Problem to work on:
Reproduce exactly the lines of the material beneath, from the line that contains "code failed in" to the line that contains "assert_eq!(report.failed(), 1);", both included, and no other lines.

Excerpted data:
------------------------------

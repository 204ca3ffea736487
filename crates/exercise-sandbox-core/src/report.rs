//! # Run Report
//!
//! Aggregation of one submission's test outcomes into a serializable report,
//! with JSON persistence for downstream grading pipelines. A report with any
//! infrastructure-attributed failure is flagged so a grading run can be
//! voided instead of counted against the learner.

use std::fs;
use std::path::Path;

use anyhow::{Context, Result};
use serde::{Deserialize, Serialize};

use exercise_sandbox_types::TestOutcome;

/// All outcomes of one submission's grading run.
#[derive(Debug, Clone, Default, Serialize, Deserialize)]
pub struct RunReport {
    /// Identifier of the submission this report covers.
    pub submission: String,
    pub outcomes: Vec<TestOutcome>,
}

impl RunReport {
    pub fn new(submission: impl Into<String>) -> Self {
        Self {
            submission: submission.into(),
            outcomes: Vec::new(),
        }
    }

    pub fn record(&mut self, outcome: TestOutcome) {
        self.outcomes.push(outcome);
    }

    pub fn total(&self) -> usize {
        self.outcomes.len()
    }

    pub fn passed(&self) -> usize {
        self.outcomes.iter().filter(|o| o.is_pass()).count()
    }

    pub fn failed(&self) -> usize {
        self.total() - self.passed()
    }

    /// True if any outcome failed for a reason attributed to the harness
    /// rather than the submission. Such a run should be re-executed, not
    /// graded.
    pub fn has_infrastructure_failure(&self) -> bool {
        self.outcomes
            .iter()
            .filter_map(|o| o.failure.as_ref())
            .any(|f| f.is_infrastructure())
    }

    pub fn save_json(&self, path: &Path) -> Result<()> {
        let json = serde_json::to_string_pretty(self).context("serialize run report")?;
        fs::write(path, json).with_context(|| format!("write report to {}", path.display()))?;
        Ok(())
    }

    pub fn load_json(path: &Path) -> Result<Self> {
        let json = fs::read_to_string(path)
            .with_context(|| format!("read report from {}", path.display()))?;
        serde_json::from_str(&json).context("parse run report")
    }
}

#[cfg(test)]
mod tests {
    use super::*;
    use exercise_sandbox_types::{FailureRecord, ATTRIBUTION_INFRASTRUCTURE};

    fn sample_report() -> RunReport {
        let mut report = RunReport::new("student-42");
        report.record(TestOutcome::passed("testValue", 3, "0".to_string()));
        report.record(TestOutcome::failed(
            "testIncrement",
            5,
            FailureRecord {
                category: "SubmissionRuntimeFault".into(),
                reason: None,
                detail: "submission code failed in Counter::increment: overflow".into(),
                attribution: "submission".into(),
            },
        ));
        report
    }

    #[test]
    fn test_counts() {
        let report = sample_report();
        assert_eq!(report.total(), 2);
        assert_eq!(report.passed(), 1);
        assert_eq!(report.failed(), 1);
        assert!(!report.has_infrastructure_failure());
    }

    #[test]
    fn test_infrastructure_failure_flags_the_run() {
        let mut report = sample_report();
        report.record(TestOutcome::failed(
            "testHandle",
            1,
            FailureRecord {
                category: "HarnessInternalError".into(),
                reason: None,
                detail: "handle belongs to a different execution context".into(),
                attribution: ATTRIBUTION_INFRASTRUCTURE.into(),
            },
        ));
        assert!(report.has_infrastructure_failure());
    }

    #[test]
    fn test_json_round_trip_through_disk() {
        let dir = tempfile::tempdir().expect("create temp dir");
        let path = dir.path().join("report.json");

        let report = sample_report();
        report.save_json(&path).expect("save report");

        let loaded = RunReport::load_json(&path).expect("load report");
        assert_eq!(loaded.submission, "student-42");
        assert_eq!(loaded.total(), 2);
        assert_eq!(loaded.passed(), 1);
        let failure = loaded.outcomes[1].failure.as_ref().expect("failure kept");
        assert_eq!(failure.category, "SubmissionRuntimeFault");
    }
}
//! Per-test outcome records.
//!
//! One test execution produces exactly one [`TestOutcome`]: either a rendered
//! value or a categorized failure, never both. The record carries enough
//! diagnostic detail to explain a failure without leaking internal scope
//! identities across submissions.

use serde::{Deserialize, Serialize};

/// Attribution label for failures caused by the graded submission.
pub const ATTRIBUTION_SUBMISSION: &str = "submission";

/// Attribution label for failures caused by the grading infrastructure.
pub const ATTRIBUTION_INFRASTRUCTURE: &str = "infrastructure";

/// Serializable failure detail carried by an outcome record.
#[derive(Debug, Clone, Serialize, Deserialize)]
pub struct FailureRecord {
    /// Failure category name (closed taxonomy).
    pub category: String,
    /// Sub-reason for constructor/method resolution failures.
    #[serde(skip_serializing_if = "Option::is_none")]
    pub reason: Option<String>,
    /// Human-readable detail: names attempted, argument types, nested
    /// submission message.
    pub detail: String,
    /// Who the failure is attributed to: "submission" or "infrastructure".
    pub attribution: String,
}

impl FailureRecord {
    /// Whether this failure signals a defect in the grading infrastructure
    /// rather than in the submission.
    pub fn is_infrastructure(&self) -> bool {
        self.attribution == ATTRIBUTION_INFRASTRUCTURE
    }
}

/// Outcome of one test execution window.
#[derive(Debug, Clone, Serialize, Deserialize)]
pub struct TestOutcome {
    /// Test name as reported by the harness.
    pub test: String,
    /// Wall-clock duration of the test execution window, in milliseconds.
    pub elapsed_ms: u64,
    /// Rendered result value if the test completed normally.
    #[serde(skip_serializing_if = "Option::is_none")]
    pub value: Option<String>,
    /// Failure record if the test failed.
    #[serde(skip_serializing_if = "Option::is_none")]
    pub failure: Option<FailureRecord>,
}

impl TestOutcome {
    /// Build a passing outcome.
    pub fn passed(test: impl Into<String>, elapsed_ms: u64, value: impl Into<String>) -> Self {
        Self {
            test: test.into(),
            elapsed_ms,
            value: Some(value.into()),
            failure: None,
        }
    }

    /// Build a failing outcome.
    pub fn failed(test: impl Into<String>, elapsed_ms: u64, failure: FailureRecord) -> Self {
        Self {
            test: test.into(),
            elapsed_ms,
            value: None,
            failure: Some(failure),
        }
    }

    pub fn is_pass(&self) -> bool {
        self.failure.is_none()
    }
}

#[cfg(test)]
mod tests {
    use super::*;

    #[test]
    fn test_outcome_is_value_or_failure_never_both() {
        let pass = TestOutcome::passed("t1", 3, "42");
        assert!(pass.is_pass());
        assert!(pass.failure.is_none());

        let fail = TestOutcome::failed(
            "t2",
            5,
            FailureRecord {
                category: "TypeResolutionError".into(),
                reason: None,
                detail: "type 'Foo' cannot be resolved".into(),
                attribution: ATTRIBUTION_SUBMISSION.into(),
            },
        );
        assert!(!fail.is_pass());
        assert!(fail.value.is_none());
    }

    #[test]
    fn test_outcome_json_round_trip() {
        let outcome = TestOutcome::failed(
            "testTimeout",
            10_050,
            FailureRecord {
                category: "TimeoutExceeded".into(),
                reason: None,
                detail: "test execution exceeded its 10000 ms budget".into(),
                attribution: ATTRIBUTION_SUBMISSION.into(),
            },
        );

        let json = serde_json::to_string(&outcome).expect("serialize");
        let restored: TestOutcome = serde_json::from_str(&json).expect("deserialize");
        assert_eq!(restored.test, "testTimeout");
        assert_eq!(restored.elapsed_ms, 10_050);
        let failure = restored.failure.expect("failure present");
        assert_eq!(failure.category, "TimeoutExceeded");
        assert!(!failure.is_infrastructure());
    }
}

------------------------------

Solution to this task:
                detail: "submission code failed in Counter::increment: overflow".into(),
                attribution: "submission".into(),
            },
        ));
        report
    }

    #[test]
    fn test_counts() {
        let report = sample_report();
        assert_eq!(report.total(), 2);
        assert_eq!(report.passed(), 1);
        assert_eq!(report.failed(), 1);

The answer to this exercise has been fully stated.